Anderzijds worden typische MS-laesies soms ontdekt bij mensen die om een heel andere reden een MRI hebben ondergaan, zoals ernstige hoofdpijn of een hoofdletsel. Het gaat dan om een “radiologisch geïsoleerd syndroom”, bij mensen die de ziekte in de komende jaren zullen ontwikkelen (dit is bij 30% van hen het geval binnen 3 jaar) of die de ziekte nooit zullen ontwikkelen: zij zullen drager zijn, maar er niet aan lijden. Het dilemma doet zich dan voor: moeten we beelden behandelen of mensen die symptomen en klachten hebben? Wij zullen beelden alleen verder onderzoeken als wij er zeker en absoluut zeker van zijn dat de letsels de oorzaak zijn van een ziekte en een aantasting van de integriteit van de persoon.
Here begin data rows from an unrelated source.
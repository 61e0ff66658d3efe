//! # Pattern Store
//!
//! What the drift watcher needs from the owning resource: read its git
//! configuration and read/write its conditions. [`KubePatternStore`] talks to
//! the API server; [`InMemoryPatternStore`] backs tests.

use super::conditions::set_git_condition;
use super::pair::PatternKey;
use crate::crd::{GitConfig, Pattern, PatternCondition};
use async_trait::async_trait;
use chrono::{DateTime, Utc};
use kube::api::{Api, Patch, PatchParams};
use kube::Client;
use std::collections::HashMap;
use std::sync::Mutex;
use thiserror::Error;

#[derive(Debug, Error)]
pub enum StoreError {
    #[error("pattern {0} not found")]
    NotFound(PatternKey),
    #[error("kubernetes API error: {0}")]
    Kube(#[from] kube::Error),
    #[error("pattern store lock poisoned")]
    Poisoned,
}

#[async_trait]
pub trait PatternStore: Send + Sync {
    /// Current git configuration of the Pattern
    async fn git_config(&self, key: &PatternKey) -> Result<GitConfig, StoreError>;

    async fn conditions(&self, key: &PatternKey) -> Result<Vec<PatternCondition>, StoreError>;

    /// Replace the Pattern's condition list
    async fn write_conditions(
        &self,
        key: &PatternKey,
        conditions: Vec<PatternCondition>,
    ) -> Result<(), StoreError>;

    /// Persist a drift result as a git-sync condition
    async fn report_drift(
        &self,
        key: &PatternKey,
        drifted: bool,
        now: DateTime<Utc>,
    ) -> Result<(), StoreError> {
        let mut conditions = self.conditions(key).await?;
        if set_git_condition(&mut conditions, drifted, now) {
            self.write_conditions(key, conditions).await?;
        }
        Ok(())
    }
}

/// [`PatternStore`] backed by the Kubernetes API
#[derive(Clone)]
pub struct KubePatternStore {
    client: Client,
}

impl std::fmt::Debug for KubePatternStore {
    fn fmt(&self, f: &mut std::fmt::Formatter<'_>) -> std::fmt::Result {
        f.debug_struct("KubePatternStore").finish_non_exhaustive()
    }
}

impl KubePatternStore {
    #[must_use]
    pub fn new(client: Client) -> Self {
        Self { client }
    }

    fn api(&self, key: &PatternKey) -> Api<Pattern> {
        Api::namespaced(self.client.clone(), &key.namespace)
    }

    async fn fetch(&self, key: &PatternKey) -> Result<Pattern, StoreError> {
        self.api(key)
            .get_opt(&key.name)
            .await?
            .ok_or_else(|| StoreError::NotFound(key.clone()))
    }
}

#[async_trait]
impl PatternStore for KubePatternStore {
    async fn git_config(&self, key: &PatternKey) -> Result<GitConfig, StoreError> {
        Ok(self.fetch(key).await?.spec.git_spec)
    }

    async fn conditions(&self, key: &PatternKey) -> Result<Vec<PatternCondition>, StoreError> {
        Ok(self
            .fetch(key)
            .await?
            .status
            .map(|status| status.conditions)
            .unwrap_or_default())
    }

    async fn write_conditions(
        &self,
        key: &PatternKey,
        conditions: Vec<PatternCondition>,
    ) -> Result<(), StoreError> {
        let patch = serde_json::json!({ "status": { "conditions": conditions } });
        self.api(key)
            .patch_status(&key.name, &PatchParams::default(), &Patch::Merge(&patch))
            .await?;
        Ok(())
    }
}

#[derive(Debug, Clone, Default)]
struct StoredPattern {
    git_config: GitConfig,
    conditions: Vec<PatternCondition>,
}

/// [`PatternStore`] kept in process memory
#[derive(Debug, Default)]
pub struct InMemoryPatternStore {
    patterns: Mutex<HashMap<PatternKey, StoredPattern>>,
}

impl InMemoryPatternStore {
    #[must_use]
    pub fn new() -> Self {
        Self::default()
    }

    /// Add or replace a Pattern's git configuration, keeping its conditions
    pub fn set_git_config(&self, key: PatternKey, git_config: GitConfig) {
        if let Ok(mut patterns) = self.patterns.lock() {
            patterns.entry(key).or_default().git_config = git_config;
        }
    }

    pub fn remove(&self, key: &PatternKey) {
        if let Ok(mut patterns) = self.patterns.lock() {
            patterns.remove(key);
        }
    }

    /// Conditions currently stored for `key`; empty when unknown
    #[must_use]
    pub fn snapshot(&self, key: &PatternKey) -> Vec<PatternCondition> {
        self.patterns
            .lock()
            .ok()
            .and_then(|patterns| patterns.get(key).map(|p| p.conditions.clone()))
            .unwrap_or_default()
    }

    fn with_pattern<T>(
        &self,
        key: &PatternKey,
        f: impl FnOnce(&mut StoredPattern) -> T,
    ) -> Result<T, StoreError> {
        let mut patterns = self.patterns.lock().map_err(|_poisoned| StoreError::Poisoned)?;
        patterns
            .get_mut(key)
            .map(f)
            .ok_or_else(|| StoreError::NotFound(key.clone()))
    }
}

#[async_trait]
impl PatternStore for InMemoryPatternStore {
    async fn git_config(&self, key: &PatternKey) -> Result<GitConfig, StoreError> {
        self.with_pattern(key, |p| p.git_config.clone())
    }

    async fn conditions(&self, key: &PatternKey) -> Result<Vec<PatternCondition>, StoreError> {
        self.with_pattern(key, |p| p.conditions.clone())
    }

    async fn write_conditions(
        &self,
        key: &PatternKey,
        conditions: Vec<PatternCondition>,
    ) -> Result<(), StoreError> {
        self.with_pattern(key, |p| p.conditions = conditions)
    }
}

#[cfg(test)]
mod tests {
    use super::*;
    use crate::crd::{ConditionStatus, PatternConditionType};
    use chrono::TimeZone;

    #[tokio::test]
    async fn test_report_drift_writes_conditions() {
        let store = InMemoryPatternStore::new();
        let key = PatternKey::new("mcg", "patterns");
        store.set_git_config(key.clone(), GitConfig::default());

        let now = Utc.timestamp_opt(1_700_000_000, 0).unwrap();
        store.report_drift(&key, true, now).await.unwrap();

        let conditions = store.snapshot(&key);
        assert_eq!(conditions.len(), 1);
        assert_eq!(conditions[0].condition_type, PatternConditionType::GitOutOfSync);
        assert_eq!(conditions[0].status, ConditionStatus::True);
    }

    #[tokio::test]
    async fn test_unknown_pattern_is_not_found() {
        let store = InMemoryPatternStore::new();
        let key = PatternKey::new("missing", "patterns");
        assert!(matches!(
            store.git_config(&key).await,
            Err(StoreError::NotFound(_))
        ));
        assert!(store.report_drift(&key, false, Utc::now()).await.is_err());
        assert!(store.snapshot(&key).is_empty());
    }

    #[tokio::test]
    async fn test_set_git_config_keeps_conditions() {
        let store = InMemoryPatternStore::new();
        let key = PatternKey::new("mcg", "patterns");
        store.set_git_config(key.clone(), GitConfig::default());
        store.report_drift(&key, false, Utc::now()).await.unwrap();

        let updated = GitConfig {
            target_revision: "v2".to_string(),
            ..GitConfig::default()
        };
        store.set_git_config(key.clone(), updated.clone());

        assert_eq!(store.git_config(&key).await.unwrap(), updated);
        assert_eq!(store.snapshot(&key).len(), 1);
    }
}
Er zijn ook patiënten met een eerste aanval van MS, bij wie MRI enkele typische maar millimetergrote letsels aantoont, die zich nooit meer zullen verder ontwikkelen. Dit zijn vaak leden van een familie waar sprake is van een ernstig geval van MS. Het is daarom niet nodig om deze patiënten onmiddellijk en agressief te behandelen. We kunnen beter de beelden regelmatig controleren en pas besluiten tot behandeling als de beelden erger worden.
We moeten dus oppassen voor overdiagnose van MS uitsluitend op basis van MRI en voor
overbehandeling van spontaan niet evoluerende vormen. Uitgebreide en actieve laesies op de beeldvorming daarentegen zullen ons er uiteraard toe aanzetten.
Hier wordt geneeskunde opnieuw een kunst, in de nuance, ver van algoritmen die blindelings moeten worden toegepast.